▶ _Task goal_: Restate, word for word, the lines from the opening line of the data through the line containing "let path = path.into();", both included, and nothing else.

○ ○ ○

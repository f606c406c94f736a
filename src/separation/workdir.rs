//! Scoped ownership of a tool's scratch output
//!
//! A [`WorkingArea`] is only created for a directory confirmed to exist. From
//! then on the directory is deleted exactly once: explicitly through
//! [`WorkingArea::close`], or on drop along any early-return path.

use std::io;
use std::path::{Path, PathBuf};
use tracing::{debug, warn};

/// A directory deleted when this guard goes away
#[derive(Debug)]
pub struct WorkingArea {
    path: PathBuf,
    armed: bool,
}

impl WorkingArea {
    /// Take ownership of `path` if it is an existing directory
    pub fn adopt(path: impl Into<PathBuf>) -> Option<Self> {
        let path = path.into();
        if path.is_dir() {
            debug!("Working area: {}", path.display());
            Some(Self { path, armed: true })
        } else {
            None
        }
    }

    pub fn path(&self) -> &Path {
        &self.path
    }

    /// Delete the directory now, reporting failure
    pub fn close(mut self) -> io::Result<()> {
        self.armed = false;
        remove(&self.path)
    }
}

impl Drop for WorkingArea {
    fn drop(&mut self) {
        if self.armed {
            if let Err(e) = remove(&self.path) {
                warn!("Failed to remove {}: {}", self.path.display(), e);
            }
        }
    }
}

fn remove(path: &Path) -> io::Result<()> {
    match std::fs::remove_dir_all(path) {
        Ok(()) => {
            debug!("Removed {}", path.display());
            Ok(())
        }
        Err(e) if e.kind() == io::ErrorKind::NotFound => Ok(()),
        Err(e) => Err(e),
    }
}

○ ○ ○

▶ _Solved exercise_:
repository f606c406c94f736a
filename src/separation/workdir.rs
//! Scoped ownership of a tool's scratch output
//!
//! A [`WorkingArea`] is only created for a directory confirmed to exist. From
//! then on the directory is deleted exactly once: explicitly through
//! [`WorkingArea::close`], or on drop along any early-return path.

use std::io;
use std::path::{Path, PathBuf};
use tracing::{debug, warn};

/// A directory deleted when this guard goes away
#[derive(Debug)]
pub struct WorkingArea {
    path: PathBuf,
    armed: bool,
}

impl WorkingArea {
    /// Take ownership of `path` if it is an existing directory
    pub fn adopt(path: impl Into<PathBuf>) -> Option<Self> {
        let path = path.into();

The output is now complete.